I knew Mr. Johnson pretty well. Father and I used to go hunting for rabbits and birds with him down in Brown County, before Allie cried so much we had to give it up. He asked me there in his office, leaning back in his swivel chair, his eyes slits, how I planned to begin my career as a journalist.
"Well, sir," I said, "I thought maybe I could get a job on The Culver Citizen and work there for three or four years. I know the area pretty well." Culver was on Lake Maxincuckee in northern Indiana. We used to have a summer cottage on that lake.
"And then?" he said.
"With that much experience," I said, "I should be able to get a job with a much bigger paper, maybe in Richmond or Kokomo."
"And then?" he said.
"After maybe five years on a paper like that," I said, "I think I'd be ready to take a shot at Indianapolis."
"You'll have to excuse me," he said, "but I have to make a phone call."
"Of course," I said.
He swiveled around so his back was to me when he made the call. He spoke softly, but I wasn't trying to overhear. I figured it was none of my business.
He hung up the phone and swiveled around to face me again. "Congratulations!" he said. "You have a job on The Indianapolis Times."
40
I went to college in faraway Ithaca, New York, instead of going to work for The Indianapolis Times. Ever since, I, like Blanche DuBois in A Streetcar Named Desire, have always depended on the kindness of strangers.
I think now, with the clambake at Xanadu only five years away, about a man I might have been, spending his adult life among those he went to high school with, loving and hating, as had his parents and grandparents, a town that was his own.
He's gone!
Full fathom five he lies;
Of his bones are coral made:
Those are pearls that were his eyes:
Nothing of him that doth fade,
But doth suffer a sea-change
Into something rich and strange.
He would have known several jokes I know, like the one Fred Bates Johnson told one time, whe
n he and Father and I, just a kid, and some others, were hunting down in Brown County. According to Fred, a bunch of guys like us went hunting for deer and moose up in Canada. Somebody had to do the cooking, or they would all starve to death.

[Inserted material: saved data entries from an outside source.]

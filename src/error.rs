//! Error types for the selkie pipeline.

/// Top-level error type for the conversation pipeline.
#[derive(Debug, thiserror::Error)]
pub enum PipelineError {
    /// Audio device or stream error. Fatal to the current voice turn,
    /// never to the session.
    #[error("audio device error: {0}")]
    Device(String),

    /// Speech-to-text transcription error.
    #[error("transcription error: {0}")]
    Transcription(String),

    /// Streaming generation error (network or endpoint fault).
    #[error("generation error: {0}")]
    Generation(String),

    /// Text-to-speech synthesis error.
    #[error("synthesis error: {0}")]
    Synthesis(String),

    /// Remote memory store error.
    #[error("memory error: {0}")]
    Memory(String),

    /// Model download or loading error.
    #[error("model error: {0}")]
    Model(String),

    /// Configuration error.
    #[error("config error: {0}")]
    Config(String),

    /// Pipeline coordination error.
    #[error("pipeline error: {0}")]
    Pipeline(String),

    /// Channel send/receive error.
    #[error("channel error: {0}")]
    Channel(String),

    /// I/O error.
    #[error("I/O error: {0}")]
    Io(#[from] std::io::Error),

    /// The operation was cancelled or timed out. A normal terminal
    /// transition, not a fault.
    #[error("operation cancelled")]
    Cancelled,
}

/// Convenience result type.
pub type Result<T> = std::result::Result<T, PipelineError>;
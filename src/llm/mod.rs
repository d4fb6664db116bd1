//! Streaming generation against an Ollama-compatible endpoint.
//!
//! One request produces one [`ReplyStream`]: a cold, pull-based fragment
//! sequence bound to a cancellation token. Consuming the stream drives
//! the network read; dropping or cancelling it closes the connection.

pub mod prompt;
pub mod stream;

pub use prompt::{GenerationRequest, build_request};
pub use stream::ReplyEvent;

use crate::config::LlmConfig;
use crate::error::{PipelineError, Result};
use bytes::Bytes;
use futures_util::StreamExt;
use std::time::Duration;
use stream::NdjsonParser;
use tokio::sync::mpsc;
use tokio_util::sync::CancellationToken;
use tracing::{debug, info};

/// Client for the generation endpoint.
pub struct OllamaClient {
    base_url: String,
    http: reqwest::Client,
}

impl OllamaClient {
    /// Create a new client.
    ///
    /// # Errors
    ///
    /// Returns an error if the HTTP client cannot be constructed.
    pub fn new(config: &LlmConfig) -> Result<Self> {
        let http = reqwest::Client::builder()
            .connect_timeout(Duration::from_secs(config.connect_timeout_secs.max(1)))
            .build()
            .map_err(|e| PipelineError::Generation(format!("failed to build HTTP client: {e}")))?;

        Ok(Self {
            base_url: config.url.trim_end_matches('/').to_owned(),
            http,
        })
    }

    /// Whether the generation endpoint is reachable.
    pub async fn check_connection(&self) -> bool {
        let url = format!("{}/api/tags", self.base_url);
        match self.http.get(&url).send().await {
            Ok(resp) => resp.status().is_success(),
            Err(_) => false,
        }
    }

    /// Open a streaming generation call.
    ///
    /// Fragments arrive in generation order; their concatenation is the
    /// exact reply text. The stream ends with exactly one terminal event
    /// ([`ReplyEvent::Done`] or [`ReplyEvent::Failed`]). Cancelling the
    /// token stops the stream and closes the connection; no fragment is
    /// delivered after cancellation.
    pub fn stream_generate(
        &self,
        request: &GenerationRequest,
        cancel: CancellationToken,
    ) -> ReplyStream {
        let url = format!("{}/api/generate", self.base_url);
        let body = serde_json::json!({
            "model": request.model,
            "prompt": request.prompt,
            "system": request.system_prompt,
            "stream": true,
            "options": {
                "temperature": request.temperature,
                "num_predict": request.max_tokens,
            },
        });

        info!("generation request to {} (model={})", url, request.model);

        let (tx, rx) = mpsc::channel(64);
        let http = self.http.clone();
        tokio::spawn(drive_stream(http, url, body, tx, cancel));

        ReplyStream { rx }
    }
}

/// A cold, cancellable sequence of reply fragments.
///
/// Forward-only and not restartable; once a terminal event is observed
/// the stream is exhausted.
pub struct ReplyStream {
    rx: mpsc::Receiver<ReplyEvent>,
}

impl ReplyStream {
    /// Await the next event. `None` means the producer stopped without a
    /// terminal event, which only happens after cancellation.
    pub async fn next(&mut self) -> Option<ReplyEvent> {
        self.rx.recv().await
    }
}

/// Drive one HTTP generation call, translating the byte stream into
/// reply events. Runs as its own task so slow consumers only apply
/// backpressure to the channel, never to the parser state.
async fn drive_stream(
    http: reqwest::Client,
    url: String,
    body: serde_json::Value,
    tx: mpsc::Sender<ReplyEvent>,
    cancel: CancellationToken,
) {
    let response = tokio::select! {
        r = http.post(&url).json(&body).send() => r,
        _ = cancel.cancelled() => {
            debug!("generation cancelled before the endpoint answered");
            return;
        }
    };

    let response = match response {
        Ok(resp) => resp,
        Err(e) => {
            let _ = tx
                .send(ReplyEvent::Failed(format!("request failed: {e}")))
                .await;
            return;
        }
    };

    let status = response.status();
    if !status.is_success() {
        let _ = tx
            .send(ReplyEvent::Failed(format!(
                "endpoint returned status {status}"
            )))
            .await;
        return;
    }

    let mut bytes = response.bytes_stream();
    let mut parser = NdjsonParser::new();

    loop {
        let chunk: Option<reqwest::Result<Bytes>> = tokio::select! {
            // Dropping `bytes` (and the response with it) closes the
            // connection on cancellation.
            _ = cancel.cancelled() => {
                debug!("generation cancelled mid-stream");
                return;
            }
            chunk = bytes.next() => chunk,
        };

        match chunk {
            Some(Ok(data)) => {
                for event in parser.push(&data) {
                    let terminal = event.is_terminal();
                    if tx.send(event).await.is_err() {
                        return;
                    }
                    if terminal {
                        return;
                    }
                }
            }
            Some(Err(e)) => {
                let _ = tx
                    .send(ReplyEvent::Failed(format!("stream read failed: {e}")))
                    .await;
                return;
            }
            None => {
                for event in parser.flush() {
                    let terminal = event.is_terminal();
                    if tx.send(event).await.is_err() {
                        return;
                    }
                    if terminal {
                        return;
                    }
                }
                if !parser.is_finished() {
                    let _ = tx
                        .send(ReplyEvent::Failed(
                            "connection closed before completion".into(),
                        ))
                        .await;
                }
                return;
            }
        }
    }
}
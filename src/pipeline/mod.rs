//! The interaction pipeline: message types and the turn coordinator.

pub mod coordinator;
pub mod messages;

pub use coordinator::{InteractionCoordinator, TurnController, TurnEvent, TurnOutcome, TurnPhase};
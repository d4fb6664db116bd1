//! Configuration types for the conversation pipeline.

use crate::error::{PipelineError, Result};
use serde::{Deserialize, Serialize};
use std::path::PathBuf;

/// Top-level configuration for the pipeline.
#[derive(Debug, Clone, Default, Serialize, Deserialize)]
#[serde(default)]
pub struct AppConfig {
    /// Audio capture/playback settings.
    pub audio: AudioConfig,
    /// Speech-to-text settings.
    pub stt: SttConfig,
    /// Text-to-speech settings.
    pub tts: TtsConfig,
    /// Language model endpoint settings.
    pub llm: LlmConfig,
    /// Remote memory store settings.
    pub memory: MemoryConfig,
    /// Character library settings.
    pub characters: CharacterConfig,
    /// Model asset management settings.
    pub models: ModelConfig,
    /// Turn coordination settings.
    pub turn: TurnConfig,
}

impl AppConfig {
    /// Load configuration from a TOML file, falling back to defaults when
    /// the file does not exist. Environment variables `SELKIE_LLM_URL` and
    /// `SELKIE_MEMORY_URL` override the endpoint URLs either way.
    ///
    /// # Errors
    ///
    /// Returns an error if the file exists but cannot be read or parsed.
    pub fn load(path: &std::path::Path) -> Result<Self> {
        let mut config = if path.exists() {
            let raw = std::fs::read_to_string(path)?;
            toml::from_str(&raw)
                .map_err(|e| PipelineError::Config(format!("{}: {e}", path.display())))?
        } else {
            Self::default()
        };
        config.apply_env_overrides();
        Ok(config)
    }

    /// Default config file location: `<config_dir>/selkie/config.toml`.
    pub fn default_path() -> PathBuf {
        dirs::config_dir()
            .unwrap_or_else(|| PathBuf::from("."))
            .join("selkie")
            .join("config.toml")
    }

    fn apply_env_overrides(&mut self) {
        if let Ok(url) = std::env::var("SELKIE_LLM_URL")
            && !url.is_empty()
        {
            self.llm.url = url;
        }
        if let Ok(url) = std::env::var("SELKIE_MEMORY_URL")
            && !url.is_empty()
        {
            self.memory.url = url;
        }
    }
}

/// Audio I/O configuration.
#[derive(Debug, Clone, Serialize, Deserialize)]
#[serde(default)]
pub struct AudioConfig {
    /// Capture sample rate in Hz.
    pub input_sample_rate: u32,
    /// Playback sample rate in Hz.
    pub output_sample_rate: u32,
    /// Number of capture channels (1 = mono).
    pub input_channels: u16,
    /// Samples per capture block handed across the thread boundary.
    pub block_size: u32,
    /// Depth of the capture handoff queue in blocks. Overflow drops the
    /// oldest unconsumed block rather than blocking the audio thread.
    pub handoff_depth: usize,
    /// Recording window in seconds when no explicit stop is given.
    pub record_window_secs: f32,
    /// Input device name (None = system default).
    pub input_device: Option<String>,
    /// Output device name (None = system default).
    pub output_device: Option<String>,
    /// When set, each captured utterance is also written as a WAV file
    /// into this directory.
    pub dump_dir: Option<PathBuf>,
}

impl Default for AudioConfig {
    fn default() -> Self {
        Self {
            input_sample_rate: 16_000,
            output_sample_rate: 24_000,
            input_channels: 1,
            block_size: 1024,
            handoff_depth: 32,
            record_window_secs: 5.0,
            input_device: None,
            output_device: None,
            dump_dir: None,
        }
    }
}

/// Speech-to-text configuration.
#[derive(Debug, Clone, Serialize, Deserialize)]
#[serde(default)]
pub struct SttConfig {
    /// HuggingFace model ID for the STT model.
    pub model_id: String,
    /// Timeout for a single transcription in seconds.
    pub timeout_secs: u64,
}

impl Default for SttConfig {
    fn default() -> Self {
        Self {
            // The ONNX-converted repo — the original NVIDIA repo only has .nemo format.
            model_id: "istupakov/parakeet-tdt-0.6b-v3-onnx".to_owned(),
            timeout_secs: 30,
        }
    }
}

/// Text-to-speech configuration.
#[derive(Debug, Clone, Serialize, Deserialize)]
#[serde(default)]
pub struct TtsConfig {
    /// Whether replies are spoken back after a turn completes.
    pub speak_replies: bool,
    /// Kokoro voice name (or absolute path to a custom `.bin` style file).
    pub voice: String,
    /// Kokoro model variant: fp32, fp16, q8, q8f16, q4, q4f16.
    pub model_variant: String,
    /// Speech speed multiplier (0.5–2.0).
    pub speed: f32,
    /// Timeout for a single synthesis call in seconds.
    pub timeout_secs: u64,
}

impl Default for TtsConfig {
    fn default() -> Self {
        Self {
            speak_replies: false,
            voice: "af_heart".to_owned(),
            model_variant: "q8".to_owned(),
            speed: 1.0,
            timeout_secs: 30,
        }
    }
}

/// Language model endpoint configuration.
#[derive(Debug, Clone, Serialize, Deserialize)]
#[serde(default)]
pub struct LlmConfig {
    /// Base URL of the generation endpoint.
    pub url: String,
    /// Model name to request.
    pub model: String,
    /// Maximum tokens to generate per reply.
    pub max_tokens: usize,
    /// Default sampling temperature when the character does not set one.
    pub temperature: f32,
    /// Connect timeout in seconds.
    pub connect_timeout_secs: u64,
    /// Number of recent turns included in each prompt.
    pub history_window: usize,
    /// Global preamble prepended to every character's system prompt.
    pub global_system_prompt: String,
}

impl Default for LlmConfig {
    fn default() -> Self {
        Self {
            // Ollama default endpoint.
            url: "http://localhost:11434".to_owned(),
            model: "llama3.2:3b".to_owned(),
            max_tokens: 512,
            temperature: 0.7,
            connect_timeout_secs: 10,
            history_window: 5,
            global_system_prompt: "You are engaging in a conversation as a character \
with a distinct personality. While you can be helpful, you are meant to approximate \
talking with a real person with your own perspectives and manner of speaking. Never \
break character by saying you are an AI or language model."
                .to_owned(),
        }
    }
}

/// Remote memory store configuration.
#[derive(Debug, Clone, Serialize, Deserialize)]
#[serde(default)]
pub struct MemoryConfig {
    /// Base URL of the memory service.
    pub url: String,
    /// Optional API key sent as a bearer token.
    pub api_key: Option<String>,
    /// Maximum records retrieved per recall.
    pub recall_limit: usize,
    /// Number of recalled excerpts included in the prompt context block.
    pub context_limit: usize,
    /// Per-request timeout in seconds.
    pub request_timeout_secs: u64,
}

impl Default for MemoryConfig {
    fn default() -> Self {
        Self {
            url: "http://localhost:8080".to_owned(),
            api_key: None,
            recall_limit: 5,
            context_limit: 3,
            request_timeout_secs: 10,
        }
    }
}

/// Character library configuration.
#[derive(Debug, Clone, Serialize, Deserialize)]
#[serde(default)]
pub struct CharacterConfig {
    /// Directory containing character JSON files.
    pub dir: PathBuf,
    /// Character id selected at startup.
    pub default_character: String,
}

impl Default for CharacterConfig {
    fn default() -> Self {
        let dir = dirs::config_dir()
            .unwrap_or_else(|| PathBuf::from("."))
            .join("selkie")
            .join("characters");
        Self {
            dir,
            default_character: "default".to_owned(),
        }
    }
}

/// Model asset management configuration.
#[derive(Debug, Clone, Serialize, Deserialize)]
#[serde(default)]
pub struct ModelConfig {
    /// Cache directory for downloaded model files.
    pub cache_dir: PathBuf,
}

impl Default for ModelConfig {
    fn default() -> Self {
        let cache_dir = dirs::cache_dir()
            .unwrap_or_else(std::env::temp_dir)
            .join("selkie")
            .join("models");
        Self { cache_dir }
    }
}

/// Turn coordination configuration.
#[derive(Debug, Clone, Serialize, Deserialize)]
#[serde(default)]
pub struct TurnConfig {
    /// Upper bound on one generation stream in seconds. Expiry behaves
    /// like cancellation for the generating stage.
    pub generation_timeout_secs: u64,
}

impl Default for TurnConfig {
    fn default() -> Self {
        Self {
            generation_timeout_secs: 120,
        }
    }
}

They drew straws to see who would cook while the others hunted from dawn to dusk. To make the joke more immediate, Fred said it was Father who got the short straw. Father could cook. Mother couldn't. She was proud she couldn't cook, and wouldn't wash dishes and so on. I liked to go over to other kids' houses, where their mothers did those things.
The hunters agreed that anybody who complained about Father's cooking became the cook. So Father prepared worse and worse meals, while the others were having one hell of a good time in the forest. No matter how awful a supper was, though, the hunters pronounced it lip-smacking delicious, clapping Father on the back and so on.
After they marched off one morning, Father found a pile of fresh moose poop outside. He fried it in motor oil. That night he served it as steaming patties.
The first guy to taste one spit it out. He couldn't help himself! He spluttered, "Jesus Christ! That tastes like moose poop fried in motor oil!"
But then he added, "But good, but good!"
I think Mother was raised to be so useless because her father Albert Lieber, the brewer and speculator, believed that America was going to have an aristocracy based on the European model. Proofs of membership in such a caste over there, and so it would be over here, too, he must have reasoned, were wives and daughters who were ornamental.
41
I don't think I missed the boat when I failed to write a novel about Albert Lieber, and how he was largely responsible for my mother's suicide on Mother's Day Eve, 1944. German-Americans in Indianapolis lack universality. They have never been sympathetically, or even villainously, stereotyped in movies or books or plays. I would have had to explain them from scratch.